The Central Bank on Tuesday banned 6 more Ukrainian banks from operating in Crimea.

The Central Bank on Tuesday cemented the grip of Russian banks on Crimea by banning 6 more Ukrainian banks from operating on the peninsula, which Russia annexed from Ukraine in March, a statement on the regulator's website said.

Ukrainian banks have undergone a mass exodus from Crimea, first closing and then selling off hundreds of branches in the aftermath of Russia's land grab.

The regulator said that the 6 banks had "failed to meet their obligations to creditors," the same reason cited in late April when the Central Bank banned four other Ukrainian banks — Privatbank, Vseukrainsky Aktsionerny Bank, Bank Kyivska Rus and Imexbank — from working on the peninsula.

Kiev-based Terra Bank, Bank Finance & Credit, Bank Finansovaya Initsiativa and Avant Bank, as well as Odessa-based Finrost Bank and Dnipropetrovsk-based Aktsent Bank have now also been banned.

The latest decision was "exclusively dictated by the task of protecting the interests of depositors and clients, whose lawful rights had been violated, among other reasons, by these banks' termination of operations ... as well as the low prospects of them renewing their activity," the statement said.

With the decision, the Central Bank also transferred the responsibility for returning depositors their money to the nonprofit Depositor Protection Fund, the Crimean equivalent to Russia's state-run Deposit Insurance Agency, which is returns to depositors up to 700,000 rubles ($21,000) of any funds lost in a bank closure.

The Central Bank announced in early May that it had begun officially monitoring the Crimean banking sector.

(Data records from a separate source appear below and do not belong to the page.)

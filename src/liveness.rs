//! Keep-alive HTTP endpoint for the hosting platform's uptime checks.

use axum::Router;
use axum::routing::get;
use tracing::{error, info};

/// Address the keep-alive server binds to in production.
pub const BIND_ADDR: &str = "0.0.0.0:8080";

/// Body returned by the liveness endpoint.
pub const ALIVE_BODY: &str = "Hello, I am alive!";

async fn alive() -> &'static str {
    ALIVE_BODY
}

/// Router with the single liveness route.
pub fn router() -> Router {
    Router::new().route("/", get(alive))
}

/// Bind `addr` and serve the liveness endpoint until the task is dropped.
pub async fn serve(addr: &str) -> std::io::Result<()> {
    let listener = tokio::net::TcpListener::bind(addr).await?;
    info!("Liveness server listening on {addr}");
    axum::serve(listener, router()).await
}

/// Run the liveness server on its own task. A bind or serve failure is
/// logged and ends only this task; the bot loop keeps running.
pub fn spawn(addr: String) -> tokio::task::JoinHandle<()> {
    tokio::spawn(async move {
        if let Err(e) = serve(&addr).await {
            error!("Liveness server failed: {e}");
        }
    })
}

On May 6, the National Bank of Ukraine ordered Ukrainian banks to cease operations in Crimea in light of its "inability to perform banking regulation and monitoring" on the territory.

Meanwhile, Russian banks have expanded rapidly on the new market. Bank Rossiya, the first organization to be sanctioned by the U.S. following the Russian annexation of Crimea, became the first major bank to enter the peninsula in mid-April.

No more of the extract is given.